* _ASSIGNMENT_
Look through the data that follows and copy each line with the string "scanbeam".

* _RECORDS SHOWN_
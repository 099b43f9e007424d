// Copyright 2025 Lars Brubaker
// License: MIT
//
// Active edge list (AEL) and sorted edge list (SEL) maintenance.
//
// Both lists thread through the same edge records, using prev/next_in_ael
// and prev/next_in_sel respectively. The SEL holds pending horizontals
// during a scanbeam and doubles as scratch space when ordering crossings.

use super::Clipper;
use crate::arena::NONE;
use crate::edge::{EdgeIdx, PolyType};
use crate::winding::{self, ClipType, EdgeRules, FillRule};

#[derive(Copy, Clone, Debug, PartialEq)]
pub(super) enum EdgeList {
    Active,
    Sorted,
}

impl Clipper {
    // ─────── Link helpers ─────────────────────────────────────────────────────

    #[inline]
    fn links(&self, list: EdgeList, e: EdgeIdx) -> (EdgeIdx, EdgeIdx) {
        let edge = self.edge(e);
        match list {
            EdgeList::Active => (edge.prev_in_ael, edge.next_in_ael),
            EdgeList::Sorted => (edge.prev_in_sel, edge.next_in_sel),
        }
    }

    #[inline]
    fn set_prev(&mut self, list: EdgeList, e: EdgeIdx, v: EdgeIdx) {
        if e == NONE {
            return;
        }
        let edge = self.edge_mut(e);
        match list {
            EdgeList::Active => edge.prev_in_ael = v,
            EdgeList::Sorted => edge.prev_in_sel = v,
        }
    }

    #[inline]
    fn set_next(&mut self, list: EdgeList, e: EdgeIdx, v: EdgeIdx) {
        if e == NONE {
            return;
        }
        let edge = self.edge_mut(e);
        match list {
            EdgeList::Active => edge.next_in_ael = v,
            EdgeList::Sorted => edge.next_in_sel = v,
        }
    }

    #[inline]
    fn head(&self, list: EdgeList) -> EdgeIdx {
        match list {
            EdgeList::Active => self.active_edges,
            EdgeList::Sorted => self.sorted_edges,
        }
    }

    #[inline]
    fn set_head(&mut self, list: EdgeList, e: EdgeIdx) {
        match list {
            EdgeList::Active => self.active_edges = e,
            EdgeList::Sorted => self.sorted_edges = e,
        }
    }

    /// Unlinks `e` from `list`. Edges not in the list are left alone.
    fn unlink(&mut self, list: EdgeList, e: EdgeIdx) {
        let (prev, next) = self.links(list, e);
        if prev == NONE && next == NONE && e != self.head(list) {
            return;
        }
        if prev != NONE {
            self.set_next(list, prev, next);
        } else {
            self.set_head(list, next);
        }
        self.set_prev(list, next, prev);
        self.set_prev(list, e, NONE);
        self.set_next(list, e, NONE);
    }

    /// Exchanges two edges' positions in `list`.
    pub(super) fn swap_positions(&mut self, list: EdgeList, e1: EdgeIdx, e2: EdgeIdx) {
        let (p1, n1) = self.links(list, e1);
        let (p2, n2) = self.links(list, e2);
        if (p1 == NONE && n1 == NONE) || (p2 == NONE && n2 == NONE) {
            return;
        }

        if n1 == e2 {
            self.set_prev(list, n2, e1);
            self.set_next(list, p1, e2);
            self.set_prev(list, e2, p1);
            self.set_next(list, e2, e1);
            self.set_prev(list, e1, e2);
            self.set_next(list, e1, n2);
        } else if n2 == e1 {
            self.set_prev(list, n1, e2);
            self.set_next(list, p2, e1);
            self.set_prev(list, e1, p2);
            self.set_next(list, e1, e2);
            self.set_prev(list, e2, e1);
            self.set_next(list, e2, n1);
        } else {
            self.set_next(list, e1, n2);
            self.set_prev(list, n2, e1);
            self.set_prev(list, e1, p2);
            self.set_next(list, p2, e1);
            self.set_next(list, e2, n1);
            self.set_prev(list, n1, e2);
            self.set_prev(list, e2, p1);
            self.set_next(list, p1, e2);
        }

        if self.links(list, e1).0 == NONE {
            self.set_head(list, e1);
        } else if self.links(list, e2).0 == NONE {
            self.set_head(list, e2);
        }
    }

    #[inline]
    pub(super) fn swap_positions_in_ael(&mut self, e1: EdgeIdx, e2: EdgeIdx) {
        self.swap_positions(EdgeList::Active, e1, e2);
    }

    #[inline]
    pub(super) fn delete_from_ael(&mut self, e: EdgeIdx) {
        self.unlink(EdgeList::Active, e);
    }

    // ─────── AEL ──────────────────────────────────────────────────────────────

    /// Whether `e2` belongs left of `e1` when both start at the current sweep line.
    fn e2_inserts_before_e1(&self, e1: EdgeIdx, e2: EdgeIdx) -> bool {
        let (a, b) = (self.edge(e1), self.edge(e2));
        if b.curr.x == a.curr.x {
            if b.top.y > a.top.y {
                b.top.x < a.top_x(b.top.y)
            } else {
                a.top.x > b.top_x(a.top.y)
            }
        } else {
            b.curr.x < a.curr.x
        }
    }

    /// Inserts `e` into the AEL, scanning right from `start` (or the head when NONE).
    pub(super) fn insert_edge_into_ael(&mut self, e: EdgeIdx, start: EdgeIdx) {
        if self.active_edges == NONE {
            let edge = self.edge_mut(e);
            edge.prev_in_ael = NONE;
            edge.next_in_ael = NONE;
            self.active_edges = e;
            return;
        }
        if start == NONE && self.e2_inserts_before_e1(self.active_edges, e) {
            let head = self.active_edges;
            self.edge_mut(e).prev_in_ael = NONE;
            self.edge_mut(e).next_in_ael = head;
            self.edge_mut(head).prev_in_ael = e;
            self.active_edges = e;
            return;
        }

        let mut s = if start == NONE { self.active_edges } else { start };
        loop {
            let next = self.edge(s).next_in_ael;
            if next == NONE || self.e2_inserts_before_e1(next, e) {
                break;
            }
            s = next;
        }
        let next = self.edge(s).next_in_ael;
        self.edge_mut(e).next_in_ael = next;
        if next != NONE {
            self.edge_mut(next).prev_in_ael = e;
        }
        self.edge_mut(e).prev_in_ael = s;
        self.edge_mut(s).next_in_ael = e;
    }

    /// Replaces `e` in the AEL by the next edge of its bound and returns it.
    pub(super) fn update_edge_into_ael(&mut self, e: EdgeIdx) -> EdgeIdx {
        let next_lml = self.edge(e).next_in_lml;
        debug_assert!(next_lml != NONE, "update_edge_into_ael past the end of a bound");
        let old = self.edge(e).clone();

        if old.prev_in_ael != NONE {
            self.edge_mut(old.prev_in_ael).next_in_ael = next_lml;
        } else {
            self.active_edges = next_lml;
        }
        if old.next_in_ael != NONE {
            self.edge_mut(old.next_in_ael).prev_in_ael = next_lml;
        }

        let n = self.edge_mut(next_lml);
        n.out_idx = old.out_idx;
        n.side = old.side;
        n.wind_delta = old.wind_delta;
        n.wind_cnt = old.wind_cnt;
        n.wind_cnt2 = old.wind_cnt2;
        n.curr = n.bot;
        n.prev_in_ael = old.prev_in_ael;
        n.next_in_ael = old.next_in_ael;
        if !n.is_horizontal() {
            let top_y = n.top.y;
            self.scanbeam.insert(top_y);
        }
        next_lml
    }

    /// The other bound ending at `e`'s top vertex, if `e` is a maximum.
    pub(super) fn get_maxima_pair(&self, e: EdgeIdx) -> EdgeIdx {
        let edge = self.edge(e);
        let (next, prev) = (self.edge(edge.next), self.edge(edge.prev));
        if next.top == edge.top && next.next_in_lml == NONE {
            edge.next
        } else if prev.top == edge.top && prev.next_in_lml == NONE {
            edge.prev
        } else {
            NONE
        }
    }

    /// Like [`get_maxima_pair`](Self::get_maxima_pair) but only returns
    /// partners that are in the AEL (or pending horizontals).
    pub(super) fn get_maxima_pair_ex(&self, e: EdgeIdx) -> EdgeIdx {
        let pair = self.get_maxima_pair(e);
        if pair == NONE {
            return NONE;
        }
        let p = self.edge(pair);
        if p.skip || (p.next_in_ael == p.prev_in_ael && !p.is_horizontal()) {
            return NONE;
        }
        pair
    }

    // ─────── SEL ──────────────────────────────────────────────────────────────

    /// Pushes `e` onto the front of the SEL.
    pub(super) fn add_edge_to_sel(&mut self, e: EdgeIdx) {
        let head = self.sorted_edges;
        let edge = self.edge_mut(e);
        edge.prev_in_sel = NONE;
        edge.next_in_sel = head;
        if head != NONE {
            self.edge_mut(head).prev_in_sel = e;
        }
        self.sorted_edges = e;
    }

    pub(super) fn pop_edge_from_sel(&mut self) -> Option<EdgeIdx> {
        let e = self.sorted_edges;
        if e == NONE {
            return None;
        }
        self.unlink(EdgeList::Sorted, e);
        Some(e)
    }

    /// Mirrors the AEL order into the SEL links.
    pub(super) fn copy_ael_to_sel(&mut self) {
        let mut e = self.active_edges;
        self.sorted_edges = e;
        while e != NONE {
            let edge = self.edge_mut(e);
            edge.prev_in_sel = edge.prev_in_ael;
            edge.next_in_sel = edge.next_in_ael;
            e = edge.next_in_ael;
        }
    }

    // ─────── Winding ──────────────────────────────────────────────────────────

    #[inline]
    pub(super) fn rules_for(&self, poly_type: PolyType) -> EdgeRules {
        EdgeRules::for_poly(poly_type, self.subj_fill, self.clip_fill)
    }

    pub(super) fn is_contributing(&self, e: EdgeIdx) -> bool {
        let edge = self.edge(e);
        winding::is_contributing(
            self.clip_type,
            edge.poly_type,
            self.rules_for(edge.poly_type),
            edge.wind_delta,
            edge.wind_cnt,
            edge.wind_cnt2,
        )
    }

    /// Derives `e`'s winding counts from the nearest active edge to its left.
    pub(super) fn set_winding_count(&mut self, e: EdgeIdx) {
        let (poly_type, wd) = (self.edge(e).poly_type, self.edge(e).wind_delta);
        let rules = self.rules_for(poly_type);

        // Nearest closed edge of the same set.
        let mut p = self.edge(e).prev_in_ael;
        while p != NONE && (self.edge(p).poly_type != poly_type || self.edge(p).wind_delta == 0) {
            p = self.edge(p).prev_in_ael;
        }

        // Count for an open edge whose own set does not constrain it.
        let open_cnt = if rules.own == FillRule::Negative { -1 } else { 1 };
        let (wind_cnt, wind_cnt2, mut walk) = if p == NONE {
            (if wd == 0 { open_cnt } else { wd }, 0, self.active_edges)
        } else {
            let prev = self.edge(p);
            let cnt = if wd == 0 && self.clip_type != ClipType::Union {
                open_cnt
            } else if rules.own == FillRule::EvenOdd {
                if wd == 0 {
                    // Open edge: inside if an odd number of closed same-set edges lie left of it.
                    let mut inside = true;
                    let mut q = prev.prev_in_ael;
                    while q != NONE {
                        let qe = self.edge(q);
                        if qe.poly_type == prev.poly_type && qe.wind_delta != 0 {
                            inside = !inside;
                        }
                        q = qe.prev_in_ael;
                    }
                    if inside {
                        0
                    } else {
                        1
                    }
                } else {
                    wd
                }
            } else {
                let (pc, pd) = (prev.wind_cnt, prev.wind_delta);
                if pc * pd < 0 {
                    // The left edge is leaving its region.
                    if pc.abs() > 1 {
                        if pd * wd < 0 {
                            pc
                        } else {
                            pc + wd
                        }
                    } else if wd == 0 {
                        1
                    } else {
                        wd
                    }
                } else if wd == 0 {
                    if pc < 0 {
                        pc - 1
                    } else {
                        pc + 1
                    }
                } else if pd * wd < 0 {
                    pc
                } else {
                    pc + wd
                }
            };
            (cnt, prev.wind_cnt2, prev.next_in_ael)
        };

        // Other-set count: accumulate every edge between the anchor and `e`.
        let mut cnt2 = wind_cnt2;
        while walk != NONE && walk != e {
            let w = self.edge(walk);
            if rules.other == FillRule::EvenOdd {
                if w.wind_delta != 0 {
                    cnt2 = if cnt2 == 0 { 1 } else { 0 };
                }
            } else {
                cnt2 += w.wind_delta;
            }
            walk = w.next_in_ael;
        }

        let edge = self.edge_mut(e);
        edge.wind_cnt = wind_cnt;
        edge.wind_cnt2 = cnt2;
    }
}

* _ANSWER FOR THIS EXERCISE_
// during a scanbeam and doubles as scratch space when ordering crossings.
            self.scanbeam.insert(top_y);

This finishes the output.